Very few people have aged as publicly. It’s been four decades since she told a reporter, “This is what 40 looks like.” Back then many women, including Steinem herself, fudged their age when they left their 20s, so it was a pretty revolutionary announcement. A decade later she had a “This is what 50 looks like” party at the Waldorf for the benefit of Ms. Magazine. Steinem, who has frequently said that she expects her funeral to be a fund-raiser, has been using her birthdays to make money for worthy causes ever since. Before heading off to Botswana, she, along with Rabbi Arthur Waskow, was feted at a “This is what 80 looks like” benefit for the Shalom Center in Philadelphia….
There are two reasons that Steinem turned out to be the image of the women’s liberation movement. One did indeed have to do with her spectacular physical appearance. For young women who were hoping to stand up for their rights without being called man-haters, she was evidence that it was possible to be true to your sisters while also being really, really attractive to the opposite sex. (An older generation tended to be less enthusiastic. The Washington Post columnist Maxine Cheshire once called her “the miniskirted pinup girl of the intelligentsia.”)

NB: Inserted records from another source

use std::path::Path;
use std::sync::Arc;

use anyhow::Context as _;

use crate::foundation::error::{KeepsakeError, KeepsakeResult};

/// Parsed brand-mark SVG shared by every rasterizer of a run.
#[derive(Clone, Debug)]
pub struct BrandMark {
    tree: Arc<usvg::Tree>,
}

impl BrandMark {
    pub fn load(path: &Path) -> KeepsakeResult<Self> {
        let bytes = std::fs::read(path)
            .with_context(|| format!("read brand svg '{}'", path.display()))
            .map_err(|e| KeepsakeError::environment(format!("{e:#}")))?;
        Self::from_bytes(&bytes)
    }

    pub fn from_bytes(bytes: &[u8]) -> KeepsakeResult<Self> {
        let opts = usvg::Options::default();
        let tree = usvg::Tree::from_data(bytes, &opts)
            .map_err(|e| KeepsakeError::environment(format!("parse brand svg: {e}")))?;
        Ok(Self {
            tree: Arc::new(tree),
        })
    }

    /// Intrinsic `(width, height)` of the SVG in user units.
    pub fn size(&self) -> (f32, f32) {
        let s = self.tree.size();
        (s.width(), s.height())
    }

    /// Largest `(width, height)` with the SVG's aspect ratio that fits inside `max_w`x`max_h`.
    pub fn fit_within(&self, max_w: u32, max_h: u32) -> (u32, u32) {
        let (w, h) = self.size();
        if !(w.is_finite() && h.is_finite()) || w <= 0.0 || h <= 0.0 {
            return (max_w.max(1), max_h.max(1));
        }
        let scale = (max_w as f32 / w).min(max_h as f32 / h);
        (
            ((w * scale).round() as u32).max(1),
            ((h * scale).round() as u32).max(1),
        )
    }

    /// Rasterize into a premultiplied RGBA8 buffer of exactly `width`x`height`.
    pub fn rasterize_premul_rgba8(&self, width: u32, height: u32) -> KeepsakeResult<Vec<u8>> {
        const MAX_DIM: u32 = 16_384;
        if width > MAX_DIM || height > MAX_DIM {
            return Err(KeepsakeError::environment(format!(
                "svg raster size too large: {width}x{height} (max {MAX_DIM}x{MAX_DIM})"
            )));
        }
        let mut pixmap = resvg::tiny_skia::Pixmap::new(width, height)
            .ok_or_else(|| KeepsakeError::environment("failed to allocate svg pixmap"))?;

        let sx = (width as f32) / self.tree.size().width();
        let sy = (height as f32) / self.tree.size().height();
        let xform = resvg::tiny_skia::Transform::from_scale(sx, sy);

        resvg::render(&self.tree, xform, &mut pixmap.as_mut());
        Ok(pixmap.data().to_vec())
    }
}
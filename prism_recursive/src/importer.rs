//! `RecursiveImporter` - the meta path hook that expands recursive
//! packages.
//!
//! The hook claims every name and loads it with the resolver's default
//! loader. After any module loads it checks the recursion marker and, for
//! a marked package initializer, imports the selected children through
//! the resolver. Each child import runs the meta path again, which is how
//! marked subpackages expand in turn.

use crate::policy::{RECURSIVE_MARKER, RecursionMode, package_dir, select_children};
use prism_import::{ImportError, ImportHook, ImportResolver, ImportResult, ModuleObject, Value};
use std::any::Any;
use std::sync::Arc;
use tracing::{debug, trace};

/// Catch-all import hook for recursive packages.
#[derive(Debug, Default)]
pub struct RecursiveImporter {
    _private: (),
}

impl RecursiveImporter {
    pub fn new() -> Self {
        Self::default()
    }

    /// Import and bind the children of `package` if it is a marked
    /// package initializer; otherwise do nothing.
    ///
    /// Each child is imported under its fully-qualified name and bound on
    /// `package`. Stops at the first child that fails to import and returns
    /// that child's error unchanged.
    ///
    /// In star mode the children's public names are copied in import order,
    /// so a later child overrides an earlier one. Names the package body
    /// bound itself are never overridden.
    pub fn expand(
        &self,
        fullname: &str,
        package: &Arc<ModuleObject>,
        resolver: &ImportResolver,
    ) -> ImportResult<()> {
        let Some(marker) = package
            .get_attr(RECURSIVE_MARKER)
            .filter(Value::is_truthy)
        else {
            return Ok(());
        };

        let config = resolver.config();
        let Some(dir) = package_dir(package, &config) else {
            trace!(module = fullname, "recursion marker outside a package initializer");
            return Ok(());
        };

        let Some(mode) = RecursionMode::from_marker(&marker) else {
            debug!(module = fullname, marker = %marker, "ignoring unrecognized recursion marker");
            return Ok(());
        };

        let children = select_children(&dir, mode, &config).map_err(|source| ImportError::Io {
            path: dir.clone(),
            source,
        })?;
        if children.is_empty() {
            return Ok(());
        }

        debug!(
            module = fullname,
            mode = %mode,
            children = children.len(),
            "importing package recursively"
        );

        // Sorted, for binary search.
        let body_names = if mode.binds_public_names() {
            package.dir()
        } else {
            Vec::new()
        };

        for child in &children {
            let qualified = format!("{}.{}", fullname, child);
            trace!(module = %qualified, "recursive child import");

            let module = resolver.import_module(&qualified)?;
            package.set_attr(child, Value::module(module.clone()));

            if mode.binds_public_names() {
                for (name, value) in resolver.import_star(&module)? {
                    if body_names.binary_search(&name).is_err() {
                        package.set_attr(&name, value);
                    }
                }
            }
        }

        Ok(())
    }
}

impl ImportHook for RecursiveImporter {
    fn find_module(&self, _fullname: &str, _resolver: &ImportResolver) -> bool {
        true
    }

    fn on_module_imported(
        &self,
        fullname: &str,
        module: &Arc<ModuleObject>,
        resolver: &ImportResolver,
    ) -> ImportResult<()> {
        self.expand(fullname, module, resolver)
    }

    fn name(&self) -> &str {
        "RecursiveImporter"
    }

    fn as_any(&self) -> &dyn Any {
        self
    }
}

“I think for her as an individual, in one sense aging has been a relief,” says her friend Robin Morgan. “Because she was so glamorized by the male world and treated for her exterior more than her interior.”

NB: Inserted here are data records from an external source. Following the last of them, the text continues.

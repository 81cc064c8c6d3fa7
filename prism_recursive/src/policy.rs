//! Recursion policy: which children of a package get imported.

use crate::scanner::{list_submodules, list_subpackages};
use prism_import::{ImportConfig, ModuleObject, Value};
use std::fmt;
use std::io;
use std::path::{Path, PathBuf};

/// Package attribute that opts a package into recursive import.
pub const RECURSIVE_MARKER: &str = "__recursive__";

/// Parsed value of the recursion marker.
#[derive(Debug, Clone, Copy, PartialEq, Eq)]
pub enum RecursionMode {
    /// Subpackages and submodules (`True` or `'all'`).
    All,
    /// Submodules only.
    Modules,
    /// Subpackages only.
    Packages,
    /// Everything, plus each child's public names bound on the package
    /// (`from .child import *` for every child).
    Star,
}

impl RecursionMode {
    /// Interpret a marker value.
    ///
    /// Falsy values, unrecognized strings and any other value type are
    /// inert and yield `None`.
    pub fn from_marker(value: &Value) -> Option<Self> {
        if !value.is_truthy() {
            return None;
        }
        match value {
            Value::Bool(true) => Some(RecursionMode::All),
            Value::Str(s) => Self::parse(s),
            _ => None,
        }
    }

    /// Parse a marker string, ignoring ASCII case.
    pub fn parse(s: &str) -> Option<Self> {
        match s.to_ascii_lowercase().as_str() {
            "all" => Some(RecursionMode::All),
            "modules" => Some(RecursionMode::Modules),
            "packages" => Some(RecursionMode::Packages),
            "*" => Some(RecursionMode::Star),
            _ => None,
        }
    }

    #[inline]
    pub fn imports_packages(self) -> bool {
        matches!(
            self,
            RecursionMode::All | RecursionMode::Packages | RecursionMode::Star
        )
    }

    #[inline]
    pub fn imports_modules(self) -> bool {
        matches!(
            self,
            RecursionMode::All | RecursionMode::Modules | RecursionMode::Star
        )
    }

    #[inline]
    pub fn binds_public_names(self) -> bool {
        self == RecursionMode::Star
    }

    /// Canonical marker string.
    pub fn as_str(self) -> &'static str {
        match self {
            RecursionMode::All => "all",
            RecursionMode::Modules => "modules",
            RecursionMode::Packages => "packages",
            RecursionMode::Star => "*",
        }
    }
}

impl fmt::Display for RecursionMode {
    fn fmt(&self, f: &mut fmt::Formatter<'_>) -> fmt::Result {
        f.write_str(self.as_str())
    }
}

/// Directory of the package whose initializer `module` was loaded from.
///
/// `None` for modules without a source file and for any module that is
/// not an initializer.
pub fn package_dir(module: &ModuleObject, config: &ImportConfig) -> Option<PathBuf> {
    let file = module.file()?;
    let stem = file.file_stem()?.to_str()?;
    if !config.is_init_stem(stem) {
        return None;
    }
    file.parent().map(Path::to_path_buf)
}

/// Children of the package in `dir` selected by `mode`, subpackages first.
pub fn select_children(
    dir: &Path,
    mode: RecursionMode,
    config: &ImportConfig,
) -> io::Result<Vec<String>> {
    let mut children = Vec::new();

    if mode.imports_packages() {
        children.extend(list_subpackages(dir, config)?);
    }
    if mode.imports_modules() {
        // `x/` and `x.py` side by side import once, as the package.
        for name in list_submodules(dir, config)? {
            if !children.contains(&name) {
                children.push(name);
            }
        }
    }

    Ok(children)
}
//! Package system: dotted names, `__init__.py` and relative imports.
//!
//! Provides the machinery for resolving:
//! - **Dotted imports**: `import pkg.sub` → locate `pkg`, then `sub` inside it
//! - **Package detection**: identify packages via their initializer file
//! - **Relative imports**: `from . import foo`, `from ..bar import baz`
//!
//! # Architecture
//!
//! ```text
//! find_dotted_module_source("pkg.sub", paths)
//!   ├── Walk "pkg" (must be a package directory)
//!   ├── Check pkg/sub/__init__.py (package)
//!   └── Check pkg/sub.py          (module)
//!
//! resolve_relative_import(level=2, name="bar", package="foo.baz.qux")
//!   ├── Trim package by level → "foo.baz"
//!   └── Append name → "foo.baz.bar"
//! ```

use crate::config::ImportConfig;
use crate::error::ImportError;
use smallvec::SmallVec;
use std::path::{Path, PathBuf};
use std::sync::Arc;

// =============================================================================
// Dotted Name Resolution
// =============================================================================

/// Parsed dotted import name with pre-split components.
///
/// Most names have at most four components, which stay inline.
#[derive(Debug, Clone)]
pub struct DottedName {
    /// Pre-split components (e.g., ["pkg", "sub", "mod"]).
    parts: SmallVec<[Arc<str>; 4]>,
}

impl DottedName {
    /// Parse a dotted module name.
    ///
    /// Returns `None` for empty names and names with empty components.
    #[inline]
    pub fn parse(name: &str) -> Option<Self> {
        if name.is_empty() {
            return None;
        }

        let parts: SmallVec<[Arc<str>; 4]> = name.split('.').map(Arc::from).collect();

        // Reject ".pkg", "pkg." and "pkg..sub"
        if parts.iter().any(|p| p.is_empty()) {
            return None;
        }

        Some(Self { parts })
    }

    /// Get the parts of the dotted name.
    #[inline]
    pub fn parts(&self) -> &[Arc<str>] {
        &self.parts
    }

    /// Get the top-level module name.
    #[inline]
    pub fn top_level(&self) -> &str {
        &self.parts[0]
    }

    /// Get the last component.
    #[inline]
    pub fn leaf(&self) -> &str {
        &self.parts[self.parts.len() - 1]
    }
}

// =============================================================================
// Relative Import Resolution
// =============================================================================

/// Resolve a relative import to an absolute module name.
///
/// - `level`: number of leading dots (1 = current package, 2 = parent, etc.)
/// - `name`: optional name after the dots
/// - `package`: the `__package__` of the importing module
///
/// ```ignore
/// // In package "foo.bar.baz":
/// resolve_relative_import("", 1, "foo.bar.baz")    // → "foo.bar.baz"
/// resolve_relative_import("qux", 1, "foo.bar.baz") // → "foo.bar.baz.qux"
/// resolve_relative_import("qux", 2, "foo.bar.baz") // → "foo.bar.qux"
/// ```
pub fn resolve_relative_import(
    name: &str,
    level: u32,
    package: &str,
) -> Result<String, ImportError> {
    if level == 0 {
        return Ok(name.to_string());
    }

    if package.is_empty() {
        return Err(ImportError::BeyondTopLevel {
            name: Arc::from(name),
            package: Arc::from(package),
        });
    }

    let pkg_parts: Vec<&str> = package.split('.').collect();
    let level = level as usize;

    if level > pkg_parts.len() {
        return Err(ImportError::BeyondTopLevel {
            name: Arc::from(name),
            package: Arc::from(package),
        });
    }

    let base_depth = pkg_parts.len() - level + 1;
    let base = pkg_parts[..base_depth].join(".");

    if name.is_empty() {
        Ok(base)
    } else {
        Ok(format!("{}.{}", base, name))
    }
}

// =============================================================================
// Package Detection
// =============================================================================

/// Check if a directory is a package (contains the initializer file).
#[inline]
pub fn is_package(dir: &Path, config: &ImportConfig) -> bool {
    dir.is_dir() && dir.join(config.init_file_name()).is_file()
}

/// Find the initializer file of a package directory.
#[inline]
pub fn find_init_file(dir: &Path, config: &ImportConfig) -> Option<PathBuf> {
    let init = dir.join(config.init_file_name());
    if dir.is_dir() && init.is_file() { Some(init) } else { None }
}

/// Find a module named `name` directly inside `dir`.
///
/// A package (`name/__init__.py`) wins over a module (`name.py`).
/// Returns `(path, is_package)`.
pub fn find_module_in(dir: &Path, name: &str, config: &ImportConfig) -> Option<(PathBuf, bool)> {
    if let Some(init) = find_init_file(&dir.join(name), config) {
        return Some((init, true));
    }

    let module_file = dir.join(config.source_file_name(name));
    if module_file.is_file() {
        return Some((module_file, false));
    }

    None
}

/// Resolve a dotted module name to a filesystem path.
///
/// For `pkg.sub`, each search path is checked for:
/// 1. `<search_path>/pkg/sub/__init__.py` (package)
/// 2. `<search_path>/pkg/sub.py` (module)
///
/// Every intermediate component must itself be a package.
pub fn find_dotted_module_source(
    dotted_name: &DottedName,
    search_paths: &[PathBuf],
    config: &ImportConfig,
) -> Option<(PathBuf, bool)> {
    let (last, parents) = dotted_name.parts().split_last()?;

    'roots: for base in search_paths {
        let mut dir = base.clone();

        for part in parents {
            dir.push(&**part);
            if !is_package(&dir, config) {
                continue 'roots;
            }
        }

        if let Some(found) = find_module_in(&dir, last, config) {
            return Some(found);
        }
    }

    None
}

/// Get the parent package name from a dotted module name.
///
/// E.g., "os.path" → "os", "foo.bar.baz" → "foo.bar"
#[inline]
pub fn parent_package(name: &str) -> Option<&str> {
    name.rsplit_once('.').map(|(parent, _)| parent)
}

/// Get the leaf module name from a dotted name.
///
/// E.g., "os.path" → "path", "foo.bar.baz" → "baz"
#[inline]
pub fn leaf_name(name: &str) -> &str {
    name.rsplit_once('.').map(|(_, leaf)| leaf).unwrap_or(name)
}

// =============================================================================
// Tests
// =============================================================================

But the interior always mattered. The other thing that made Steinem unique was her gift for empathy. Women who read about her or saw her on TV felt that if they ran into her on the street, they would really get along with her. And women who actually did run into her on the street felt the same way. More than a half-century into her life as an international celebrity, she remains stupendously approachable, patient with questions, interested in revelations. When she goes to events, young women flock around her. All celebrities draw crowds, of course. The difference is that when Steinem is at the center, she’s almost always listening…
I was a college freshman when Steinem made her signature remark, and I wasn’t the only young feminist comforted even though she looked better at 40 than many of us half her age. She made maturity look like something to look forward to, we agreed. Funny thing, in my experience, it’s feminist/progressive men who tend to take umbrage about Steinem “making a career off her looks” — as though it was okay to be smart or attractive, but not both.
Barring unseasonable weather (although really, March in New England has never been other than erratic), what’s on the agenda for the start of another week?